● EXERCISE REQUIREMENTS
The data must be written out once more, precisely as given.

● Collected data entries
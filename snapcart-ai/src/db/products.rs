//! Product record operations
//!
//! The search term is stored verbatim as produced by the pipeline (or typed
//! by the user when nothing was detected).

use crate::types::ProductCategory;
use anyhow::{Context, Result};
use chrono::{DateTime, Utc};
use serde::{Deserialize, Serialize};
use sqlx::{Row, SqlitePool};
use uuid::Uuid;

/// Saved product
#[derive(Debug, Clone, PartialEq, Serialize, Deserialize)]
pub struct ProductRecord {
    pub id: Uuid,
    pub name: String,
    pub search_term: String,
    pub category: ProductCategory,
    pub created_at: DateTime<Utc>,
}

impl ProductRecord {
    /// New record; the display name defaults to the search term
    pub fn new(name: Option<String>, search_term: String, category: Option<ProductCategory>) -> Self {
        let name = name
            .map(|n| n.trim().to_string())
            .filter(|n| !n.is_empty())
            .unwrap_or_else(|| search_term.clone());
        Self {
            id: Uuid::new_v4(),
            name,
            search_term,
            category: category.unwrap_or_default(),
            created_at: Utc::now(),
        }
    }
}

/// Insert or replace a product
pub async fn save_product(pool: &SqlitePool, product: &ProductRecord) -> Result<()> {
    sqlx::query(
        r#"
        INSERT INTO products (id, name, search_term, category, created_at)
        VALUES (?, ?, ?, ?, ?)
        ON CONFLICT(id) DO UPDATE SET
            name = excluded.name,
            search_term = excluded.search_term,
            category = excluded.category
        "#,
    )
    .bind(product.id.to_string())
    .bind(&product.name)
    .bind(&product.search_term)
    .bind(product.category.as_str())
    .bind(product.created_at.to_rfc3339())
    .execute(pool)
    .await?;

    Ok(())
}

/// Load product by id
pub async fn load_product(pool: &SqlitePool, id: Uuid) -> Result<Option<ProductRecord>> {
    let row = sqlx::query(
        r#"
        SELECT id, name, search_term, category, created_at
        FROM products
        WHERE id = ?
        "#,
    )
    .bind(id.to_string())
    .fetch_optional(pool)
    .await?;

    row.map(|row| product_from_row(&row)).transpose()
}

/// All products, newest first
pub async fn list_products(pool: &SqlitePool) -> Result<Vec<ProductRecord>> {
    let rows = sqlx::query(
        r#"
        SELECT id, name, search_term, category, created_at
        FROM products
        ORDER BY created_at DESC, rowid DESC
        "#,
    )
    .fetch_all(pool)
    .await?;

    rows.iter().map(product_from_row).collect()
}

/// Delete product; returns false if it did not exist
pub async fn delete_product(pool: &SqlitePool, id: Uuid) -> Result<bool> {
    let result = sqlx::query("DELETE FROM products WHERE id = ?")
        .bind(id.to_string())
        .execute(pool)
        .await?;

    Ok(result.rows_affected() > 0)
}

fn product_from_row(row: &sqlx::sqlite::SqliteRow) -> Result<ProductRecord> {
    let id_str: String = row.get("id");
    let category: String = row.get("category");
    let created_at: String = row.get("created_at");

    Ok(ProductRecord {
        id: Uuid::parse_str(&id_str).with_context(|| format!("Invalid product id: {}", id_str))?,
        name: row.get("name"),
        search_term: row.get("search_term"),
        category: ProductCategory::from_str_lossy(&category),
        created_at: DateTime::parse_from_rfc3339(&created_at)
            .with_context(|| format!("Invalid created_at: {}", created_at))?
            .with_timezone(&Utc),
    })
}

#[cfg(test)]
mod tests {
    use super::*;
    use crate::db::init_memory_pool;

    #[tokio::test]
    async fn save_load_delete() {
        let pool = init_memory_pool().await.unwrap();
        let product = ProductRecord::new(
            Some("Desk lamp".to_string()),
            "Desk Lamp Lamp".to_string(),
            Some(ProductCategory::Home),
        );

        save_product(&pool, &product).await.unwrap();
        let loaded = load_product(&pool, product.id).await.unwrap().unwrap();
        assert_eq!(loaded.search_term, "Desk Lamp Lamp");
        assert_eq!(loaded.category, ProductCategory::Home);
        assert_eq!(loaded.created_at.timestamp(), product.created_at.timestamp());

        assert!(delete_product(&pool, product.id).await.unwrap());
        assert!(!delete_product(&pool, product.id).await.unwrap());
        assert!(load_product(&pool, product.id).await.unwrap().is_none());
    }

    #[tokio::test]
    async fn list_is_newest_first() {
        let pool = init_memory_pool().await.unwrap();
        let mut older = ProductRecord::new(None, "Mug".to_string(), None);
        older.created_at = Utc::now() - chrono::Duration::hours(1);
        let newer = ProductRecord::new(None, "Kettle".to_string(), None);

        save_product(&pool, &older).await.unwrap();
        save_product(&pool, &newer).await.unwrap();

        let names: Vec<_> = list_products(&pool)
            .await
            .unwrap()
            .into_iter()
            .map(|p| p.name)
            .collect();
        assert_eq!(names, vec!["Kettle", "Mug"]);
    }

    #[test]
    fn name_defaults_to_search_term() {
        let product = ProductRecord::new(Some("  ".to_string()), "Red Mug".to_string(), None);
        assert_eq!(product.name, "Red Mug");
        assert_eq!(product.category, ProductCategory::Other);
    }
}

● SOLUTION FOR THIS PROBLEM
filename snapcart-ai/src/db/products.rs
//! Product record operations
//!
//! The search term is stored verbatim as produced by the pipeline (or typed
//! by the user when nothing was detected).

use crate::types::ProductCategory;
use anyhow::{Context, Result};
use chrono::{DateTime, Utc};
use serde::{Deserialize, Serialize};
use sqlx::{Row, SqlitePool};
use uuid::Uuid;

/// Saved product
#[derive(Debug, Clone, PartialEq, Serialize, Deserialize)]
pub struct ProductRecord {
    pub id: Uuid,
    pub name: String,
    pub search_term: String,
    pub category: ProductCategory,
    pub created_at: DateTime<Utc>,
}

impl ProductRecord {
    /// New record; the display name defaults to the search term
    pub fn new(name: Option<String>, search_term: String, category: Option<ProductCategory>) -> Self {
        let name = name
            .map(|n| n.trim().to_string())
            .filter(|n| !n.is_empty())
            .unwrap_or_else(|| search_term.clone());
        Self {
            id: Uuid::new_v4(),
            name,
            search_term,
            category: category.unwrap_or_default(),
            created_at: Utc::now(),
        }
    }
}

/// Insert or replace a product
pub async fn save_product(pool: &SqlitePool, product: &ProductRecord) -> Result<()> {
    sqlx::query(
        r#"
        INSERT INTO products (id, name, search_term, category, created_at)
        VALUES (?, ?, ?, ?, ?)
        ON CONFLICT(id) DO UPDATE SET
            name = excluded.name,
            search_term = excluded.search_term,
            category = excluded.category
        "#,
    )
    .bind(product.id.to_string())
    .bind(&product.name)
    .bind(&product.search_term)
    .bind(product.category.as_str())
    .bind(product.created_at.to_rfc3339())
    .execute(pool)
    .await?;

    Ok(())
}

/// Load product by id
pub async fn load_product(pool: &SqlitePool, id: Uuid) -> Result<Option<ProductRecord>> {
    let row = sqlx::query(
        r#"
        SELECT id, name, search_term, category, created_at
        FROM products
        WHERE id = ?
        "#,
    )
    .bind(id.to_string())
    .fetch_optional(pool)
    .await?;

    row.map(|row| product_from_row(&row)).transpose()
}

/// All products, newest first
pub async fn list_products(pool: &SqlitePool) -> Result<Vec<ProductRecord>> {
    let rows = sqlx::query(
        r#"
        SELECT id, name, search_term, category, created_at
        FROM products
        ORDER BY created_at DESC, rowid DESC
        "#,
    )
    .fetch_all(pool)
    .await?;

    rows.iter().map(product_from_row).collect()
}

/// Delete product; returns false if it did not exist
pub async fn delete_product(pool: &SqlitePool, id: Uuid) -> Result<bool> {
    let result = sqlx::query("DELETE FROM products WHERE id = ?")
        .bind(id.to_string())
        .execute(pool)
        .await?;

    Ok(result.rows_affected() > 0)
}

fn product_from_row(row: &sqlx::sqlite::SqliteRow) -> Result<ProductRecord> {
    let id_str: String = row.get("id");
    let category: String = row.get("category");
    let created_at: String = row.get("created_at");

    Ok(ProductRecord {
        id: Uuid::parse_str(&id_str).with_context(|| format!("Invalid product id: {}", id_str))?,
        name: row.get("name"),
        search_term: row.get("search_term"),
        category: ProductCategory::from_str_lossy(&category),
        created_at: DateTime::parse_from_rfc3339(&created_at)
            .with_context(|| format!("Invalid created_at: {}", created_at))?
            .with_timezone(&Utc),
    })
}

#[cfg(test)]
mod tests {
    use super::*;
    use crate::db::init_memory_pool;

    #[tokio::test]
    async fn save_load_delete() {
        let pool = init_memory_pool().await.unwrap();
        let product = ProductRecord::new(
            Some("Desk lamp".to_string()),
            "Desk Lamp Lamp".to_string(),
            Some(ProductCategory::Home),
        );

        save_product(&pool, &product).await.unwrap();
        let loaded = load_product(&pool, product.id).await.unwrap().unwrap();
        assert_eq!(loaded.search_term, "Desk Lamp Lamp");
        assert_eq!(loaded.category, ProductCategory::Home);
        assert_eq!(loaded.created_at.timestamp(), product.created_at.timestamp());

        assert!(delete_product(&pool, product.id).await.unwrap());
        assert!(!delete_product(&pool, product.id).await.unwrap());
        assert!(load_product(&pool, product.id).await.unwrap().is_none());
    }

    #[tokio::test]
    async fn list_is_newest_first() {
        let pool = init_memory_pool().await.unwrap();
        let mut older = ProductRecord::new(None, "Mug".to_string(), None);
        older.created_at = Utc::now() - chrono::Duration::hours(1);
        let newer = ProductRecord::new(None, "Kettle".to_string(), None);

        save_product(&pool, &older).await.unwrap();
        save_product(&pool, &newer).await.unwrap();

        let names: Vec<_> = list_products(&pool)
            .await
            .unwrap()
            .into_iter()
            .map(|p| p.name)
            .collect();
        assert_eq!(names, vec!["Kettle", "Mug"]);
    }

    #[test]
    fn name_defaults_to_search_term() {
        let product = ProductRecord::new(Some("  ".to_string()), "Red Mug".to_string(), None);
        assert_eq!(product.name, "Red Mug");
        assert_eq!(product.category, ProductCategory::Other);
    }
}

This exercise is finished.